前回では、求める人物像を明確にし、欲しい人材のイメージができたと思います。

 次は、その求める人物像に近い人たちに向けて自社をアピールすることを明確にしていきます。

 いくら求人を出しても応募がなかったり、人手不足で困ったことはありませんか?

 世間は大量の求人募集であふれています。その中から自分の会社に目をとめてもらうに、今回は、欲しい人材に向けて伝わる求人票にするための自社の魅力を見つける方法について説明していきます。

 

自社の魅力を洗い出す必要性

 多くの企業は応募者に自社の思いを伝えることをせず、応募者から様々な情報を引き出して選考していきます。一方で、応募者自身が企業の深い情報を得る機会はほとんどありません。
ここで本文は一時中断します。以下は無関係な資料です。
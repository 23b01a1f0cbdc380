//! Theme configuration: navbar, sidebar and UI strings.
//!
//! ```toml
//! [theme]
//! logo = "/logo.png"
//! repo = "https://github.com/Casual-UI/vue"
//! edit_link_pattern = ":repo/edit/:branch/packages/docs/:path"
//!
//! [[theme.locales."/".navbar]]
//! text = "Guide"
//! children = [{ text = "Install", link = "/guide/install/" }]
//!
//! [theme.locales."/".sidebar]
//! "/guide/" = ["/guide/install/", "/guide/dark-mode/"]
//! "/components/" = [
//!     { text = "Basic", collapsible = true, children = ["/components/button/"] },
//! ]
//! ```

use std::collections::BTreeMap;

use serde::{Deserialize, Serialize};

/// Theme-wide options.
///
/// Every field except `locales` acts as the default for locales that do
/// not override it.
#[derive(Clone, Debug, Default, PartialEq, Eq, Serialize, Deserialize)]
#[serde(default)]
pub struct ThemeConfig {
    /// Logo image path.
    #[serde(skip_serializing_if = "Option::is_none")]
    pub logo: Option<String>,
    /// Logo image path used in dark mode.
    #[serde(skip_serializing_if = "Option::is_none")]
    pub logo_dark: Option<String>,
    /// Repository URL.
    #[serde(skip_serializing_if = "Option::is_none")]
    pub repo: Option<String>,
    /// Label of the repository link.
    #[serde(skip_serializing_if = "Option::is_none")]
    pub repo_label: Option<String>,
    /// Edit link pattern with `:repo`, `:branch` and `:path` placeholders.
    #[serde(skip_serializing_if = "Option::is_none")]
    pub edit_link_pattern: Option<String>,
    /// Branch used in edit links (default: `main`).
    #[serde(skip_serializing_if = "Option::is_none")]
    pub docs_branch: Option<String>,
    /// Default UI strings.
    pub strings: ThemeStrings,
    /// Per-locale theme options keyed by locale prefix.
    pub locales: BTreeMap<String, ThemeLocaleConfig>,
}

/// Theme options for a single locale.
#[derive(Clone, Debug, Default, PartialEq, Eq, Serialize, Deserialize)]
#[serde(default)]
pub struct ThemeLocaleConfig {
    #[serde(skip_serializing_if = "Option::is_none")]
    pub logo: Option<String>,
    #[serde(skip_serializing_if = "Option::is_none")]
    pub logo_dark: Option<String>,
    #[serde(skip_serializing_if = "Option::is_none")]
    pub repo: Option<String>,
    #[serde(skip_serializing_if = "Option::is_none")]
    pub repo_label: Option<String>,
    #[serde(skip_serializing_if = "Option::is_none")]
    pub edit_link_pattern: Option<String>,
    /// UI strings for this locale.
    pub strings: ThemeStrings,
    /// Ordered navbar items.
    pub navbar: Vec<NavbarItem>,
    /// Sidebar entries keyed by path prefix.
    pub sidebar: BTreeMap<String, Vec<SidebarEntry>>,
}

/// Translatable theme UI strings. Unset strings fall back to the
/// theme-wide value, then to the built-in English text.
#[derive(Clone, Debug, Default, PartialEq, Eq, Serialize, Deserialize)]
#[serde(default)]
pub struct ThemeStrings {
    #[serde(skip_serializing_if = "Option::is_none")]
    pub select_language_text: Option<String>,
    #[serde(skip_serializing_if = "Option::is_none")]
    pub select_language_name: Option<String>,
    #[serde(skip_serializing_if = "Option::is_none")]
    pub tip: Option<String>,
    #[serde(skip_serializing_if = "Option::is_none")]
    pub warning: Option<String>,
    #[serde(skip_serializing_if = "Option::is_none")]
    pub danger: Option<String>,
    #[serde(skip_serializing_if = "Option::is_none")]
    pub contributors_text: Option<String>,
    #[serde(skip_serializing_if = "Option::is_none")]
    pub last_updated_text: Option<String>,
    #[serde(skip_serializing_if = "Option::is_none")]
    pub edit_link_text: Option<String>,
}

impl ThemeStrings {
    /// Fill unset strings from `fallback`.
    #[must_use]
    pub fn or(&self, fallback: &Self) -> Self {
        let pick = |own: Option<&String>, other: Option<&String>| own.or(other).cloned();
        Self {
            select_language_text: pick(
                self.select_language_text.as_ref(),
                fallback.select_language_text.as_ref(),
            ),
            select_language_name: pick(
                self.select_language_name.as_ref(),
                fallback.select_language_name.as_ref(),
            ),
            tip: pick(self.tip.as_ref(), fallback.tip.as_ref()),
            warning: pick(self.warning.as_ref(), fallback.warning.as_ref()),
            danger: pick(self.danger.as_ref(), fallback.danger.as_ref()),
            contributors_text: pick(
                self.contributors_text.as_ref(),
                fallback.contributors_text.as_ref(),
            ),
            last_updated_text: pick(
                self.last_updated_text.as_ref(),
                fallback.last_updated_text.as_ref(),
            ),
            edit_link_text: pick(self.edit_link_text.as_ref(), fallback.edit_link_text.as_ref()),
        }
    }
}

/// Top-level navbar entry.
///
/// Groups hold links only, so the navbar is at most two levels deep.
#[derive(Clone, Debug, PartialEq, Eq, Serialize, Deserialize)]
#[serde(untagged)]
pub enum NavbarItem {
    /// Expandable menu of links.
    Group(NavbarGroup),
    /// Direct link.
    Link(NavbarLink),
}

impl NavbarItem {
    /// Display label.
    #[must_use]
    pub fn text(&self) -> &str {
        match self {
            Self::Group(group) => &group.text,
            Self::Link(link) => &link.text,
        }
    }
}

/// Navbar link to a site path or external URL.
#[derive(Clone, Debug, PartialEq, Eq, Serialize, Deserialize)]
#[serde(deny_unknown_fields)]
pub struct NavbarLink {
    pub text: String,
    pub link: String,
}

/// Navbar menu with one level of links.
#[derive(Clone, Debug, PartialEq, Eq, Serialize, Deserialize)]
#[serde(deny_unknown_fields)]
pub struct NavbarGroup {
    pub text: String,
    pub children: Vec<NavbarLink>,
}

/// Sidebar entry under a path prefix.
#[derive(Clone, Debug, PartialEq, Eq, Serialize, Deserialize)]
#[serde(untagged)]
pub enum SidebarEntry {
    /// Page path; the title comes from the page itself.
    Link(String),
    /// Labeled group of page paths.
    Section(SidebarSection),
}

impl SidebarEntry {
    /// All page paths referenced by this entry, in order.
    pub fn paths(&self) -> impl Iterator<Item = &str> {
        let paths: &[String] = match self {
            Self::Link(path) => std::slice::from_ref(path),
            Self::Section(section) => &section.children,
        };
        paths.iter().map(String::as_str)
    }
}

/// Labeled sidebar section.
#[derive(Clone, Debug, PartialEq, Eq, Serialize, Deserialize)]
#[serde(deny_unknown_fields)]
pub struct SidebarSection {
    pub text: String,
    #[serde(default)]
    pub collapsible: bool,
    pub children: Vec<String>,
}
 応募者が自社の深い情報を知らずに入社してしまうと、入社後に「入社前に思っていたのと何か違う」と違和感を感じて早期離職してしまう可能性があります。せっかく採用した人材にすぐに離職されるのは、会社にとっても本人にとっても不幸なことです。

 そのためにも、自社の魅力を伝え、理解・共感してもらった応募者に入社してもらうことが必要なのです。

 

応募者に響く自社の魅力とは

 応募者が自力で得ることの難しい企業理念や価値観の中に自社ならではの魅力が隠れています企業はそれを応募者に開示し、伝える努力をすることで、自社への興味関心が高くなります

 自社の魅力は、理念や価値観をそのまま言葉にするだけでは、応募者にはなかなか伝わりません。そのため、伝わりやすい言葉などに置き換えて、強みとして伝えていく必要があります。

 

企業理念を明確にする理由

 企業理念とは事業の目的をいいます。

 事業戦略は状況に応じて変わる可能性がありますが、企業理念は基本的に変わらないはずです。なぜ企業が存続しているのか(存続させたいのか)―。理念は会社を運営していくための指針であり考え方の基礎です。
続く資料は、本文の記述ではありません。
/// Title source that knows no titles; links are labeled by their path.
pub struct NullPageTitles;

impl PageTitles for NullPageTitles {
    fn title(&self, _path: &str) -> Option<String> {
        None
    }
}

/// Rendered sidebar entry.
#[derive(Clone, Debug, PartialEq, Eq, Serialize)]
#[serde(tag = "type", rename_all = "lowercase")]
pub enum SidebarItem {
    Link(SidebarLink),
    Section(SidebarSectionView),
}

/// Rendered sidebar link.
#[derive(Clone, Debug, PartialEq, Eq, Serialize)]
pub struct SidebarLink {
    pub text: String,
    pub link: String,
    /// Link points at the requested page.
    pub active: bool,
}

/// Rendered sidebar section.
#[derive(Clone, Debug, PartialEq, Eq, Serialize)]
pub struct SidebarSectionView {
    pub text: String,
    pub collapsible: bool,
    /// Open on first render: always for non-collapsible sections,
    /// otherwise only when the section holds the requested page.
    pub expanded: bool,
    pub children: Vec<SidebarLink>,
}

/// Edit link for a page.
#[derive(Clone, Debug, PartialEq, Eq, Serialize)]
pub struct EditLink {
    pub text: String,
    pub url: String,
}

/// Entry of the locale switcher.
#[derive(Clone, Debug, PartialEq, Eq, Serialize)]
pub struct LocaleLink {
    pub text: String,
    pub lang: String,
    /// Same page under the target locale.
    pub link: String,
    pub active: bool,
}

/// Everything the page renderer needs for one page.
#[derive(Clone, Debug, PartialEq, Eq, Serialize)]
pub struct ResolvedPage {
    pub path: String,
    /// Active locale prefix.
    pub locale: String,
    pub lang: String,
    pub title: String,
    pub navbar: Vec<NavbarItem>,
    /// Sidebar key the entries came from.
    #[serde(skip_serializing_if = "Option::is_none")]
    pub sidebar_key: Option<String>,
    pub sidebar: Vec<SidebarItem>,
    #[serde(skip_serializing_if = "Option::is_none")]
    pub edit_link: Option<EditLink>,
    pub locales: Vec<LocaleLink>,
}

/// Immutable site navigation.
#[derive(Debug)]
pub struct Navigation {
    locales: LocaleTable,
    search_translations: BTreeMap<String, serde_json::Map<String, serde_json::Value>>,
}

impl Navigation {
    /// Build navigation from configuration.
    ///
    /// Validates `config` first, so configurations assembled in code get
    /// the same checks as loaded ones.
    ///
    /// # Errors
    ///
    /// Returns `ConfigError::Validation` if the configuration is invalid.
    pub fn from_config(config: &Config) -> Result<Self, ConfigError> {
        config.validate()?;
        let locales = LocaleTable::from_config(config)?;

        let mut search_translations = BTreeMap::new();
        if let Some(search) = &config.plugins.search {
            for (prefix, locale) in &search.locales {
                search_translations.insert(
                    normalize_locale_prefix(prefix)?,
                    locale.translations.clone(),
                );
            }
        }

        tracing::debug!(locales = locales.len(), "Built site navigation");
        Ok(Self {
            locales,
            search_translations,
        })
    }

    /// Locale table.
    #[must_use]
    pub fn locales(&self) -> &LocaleTable {
        &self.locales
    }

    /// Active locale for `path`.
    #[must_use]
    pub fn locale(&self, path: &str) -> &LocaleBundle {
        self.locales.resolve(&request_path(path))
    }

    /// Navbar of the locale active at `path`.
    #[must_use]
    pub fn navbar(&self, path: &str) -> &[NavbarItem] {
        self.locale(path).navbar()
    }

    /// Sidebar entries for `path` within its active locale.
    ///
    /// Paths under an unregistered locale (`/fr/guide/`) fall back to the
    /// default locale, whose sidebar is matched against the path without
    /// its first segment (`/guide/`) when the full path matches no key.
    #[must_use]
    pub fn sidebar(&self, path: &str) -> &[SidebarEntry] {
        let path = request_path(path);
        sidebar_match(self.locales.resolve(&path), &path)
            .map(|(_, entries)| entries)
            .unwrap_or_default()
    }

    /// Search UI translations registered for exactly `locale`.
    #[must_use]
    pub fn search_translations(
        &self,
        locale: &LocaleBundle,
    ) -> Option<&serde_json::Map<String, serde_json::Value>> {
        self.search_translations.get(&locale.prefix)
    }

    /// Edit link for `path`, if the locale has an edit link pattern.
    #[must_use]
    pub fn edit_link(&self, path: &str) -> Option<EditLink> {
        let path = request_path(path);
        let locale = self.locales.resolve(&path);
        let pattern = locale.edit_link_pattern.as_deref()?;
        let url = edit_link::expand(pattern, locale.repo.as_deref(), &locale.docs_branch, &path)?;
        Some(EditLink {
            text: locale.strings.edit_link_text.clone(),
            url,
        })
    }

    /// The page at `path` under every registered locale, in prefix order.
    #[must_use]
    pub fn locale_links(&self, path: &str) -> Vec<LocaleLink> {
        let path = request_path(path);
        let active = self.locales.resolve(&path);
        let rest = path.strip_prefix(active.prefix.as_str()).unwrap_or("");

        self.locales
            .iter()
            .map(|locale| LocaleLink {
                text: locale.strings.select_language_name.clone(),
                lang: locale.lang.clone(),
                link: format!("{}{rest}", locale.prefix),
                active: locale.prefix == active.prefix,
            })
            .collect()
    }

    /// Resolve everything needed to render the page at `path`.
    pub fn resolve_page(&self, path: &str, titles: &dyn PageTitles) -> ResolvedPage {
        let path = request_path(path);
        let locale = self.locales.resolve(&path);
        let matched = sidebar_match(locale, &path);
        let entries = matched.map(|(_, entries)| entries).unwrap_or_default();
        let sidebar = render_sidebar(entries, &path, titles);

        tracing::debug!(
            path = %path,
            locale = %locale.prefix,
            sidebar_items = sidebar.len(),
            "Resolved page navigation"
        );

        ResolvedPage {
            path: path.to_string(),
            locale: locale.prefix.clone(),
            lang: locale.lang.clone(),
            title: locale.title.clone(),
            navbar: locale.navbar().to_vec(),
            sidebar_key: matched.map(|(key, _)| key.to_owned()),
            sidebar,
            edit_link: self.edit_link(&path),
            locales: self.locale_links(&path),
        }
    }
}

/// Longest sidebar match for `path`, retrying the default locale with the
/// first path segment removed.
fn sidebar_match<'a>(
    locale: &'a LocaleBundle,
    path: &str,
) -> Option<(&'a str, &'a [SidebarEntry])> {
    locale.sidebar_match(path).or_else(|| {
        if locale.prefix != DEFAULT_LOCALE {
            return None;
        }
        locale.sidebar_match(strip_first_segment(path)?)
    })
}

/// `/fr/guide/` -> `/guide/`. `None` when nothing but `/` would remain.
fn strip_first_segment(path: &str) -> Option<&str> {
    let rest = path.strip_prefix('/')?;
    let stripped = &rest[rest.find('/')?..];
    (stripped.len() > 1).then_some(stripped)
}

/// Render sidebar entries for the page at `current`, preserving order.
pub fn render_sidebar(
    entries: &[SidebarEntry],
    current: &str,
    titles: &dyn PageTitles,
) -> Vec<SidebarItem> {
    entries
        .iter()
        .map(|entry| match entry {
            SidebarEntry::Link(path) => SidebarItem::Link(render_link(path, current, titles)),
            SidebarEntry::Section(section) => {
                let children: Vec<_> = section
                    .children
                    .iter()
                    .map(|path| render_link(path, current, titles))
                    .collect();
                let expanded = !section.collapsible || children.iter().any(|link| link.active);
                SidebarItem::Section(SidebarSectionView {
                    text: section.text.clone(),
                    collapsible: section.collapsible,
                    expanded,
                    children,
                })
            }
        })
        .collect()
}

fn render_link(path: &str, current: &str, titles: &dyn PageTitles) -> SidebarLink {
    let text = titles
        .title(path)
        .or_else(|| {
            let alternate = match path.strip_suffix('/') {
                Some(bare) => bare.to_owned(),
                None => format!("{path}/"),
            };
            titles.title(&alternate)
        })
        .unwrap_or_else(|| path.to_owned());

    SidebarLink {
        text,
        link: path.to_owned(),
        active: same_page(path, current),
    }
}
 「今」の戦略に必要な要素のみをアピールして採用したら、情勢が変わり仕事内容が変わってしまえばミスマッチのもとになりかねません。

 理念に基づき自社の魅力をアピールし、共感した人材から欲しい人材を採用していくことで、入社後のミスマッチを防ぐことができるのです。

 

企業理念を明確にする方法

 理念を細分化すると、「ビジョン(目指す未来)」「ミッション(使命)」「価値」「行動指針」に分けられます。

 ビジョンとは、顧客とともに目指す未来のことです。顧客に見られたい姿を決めてもいいでしょう。

 ミッションと、企業がやるべき社会的な意味を持った使命のことです。「なぜそれをやるのか」という使命は企業の原動力となります。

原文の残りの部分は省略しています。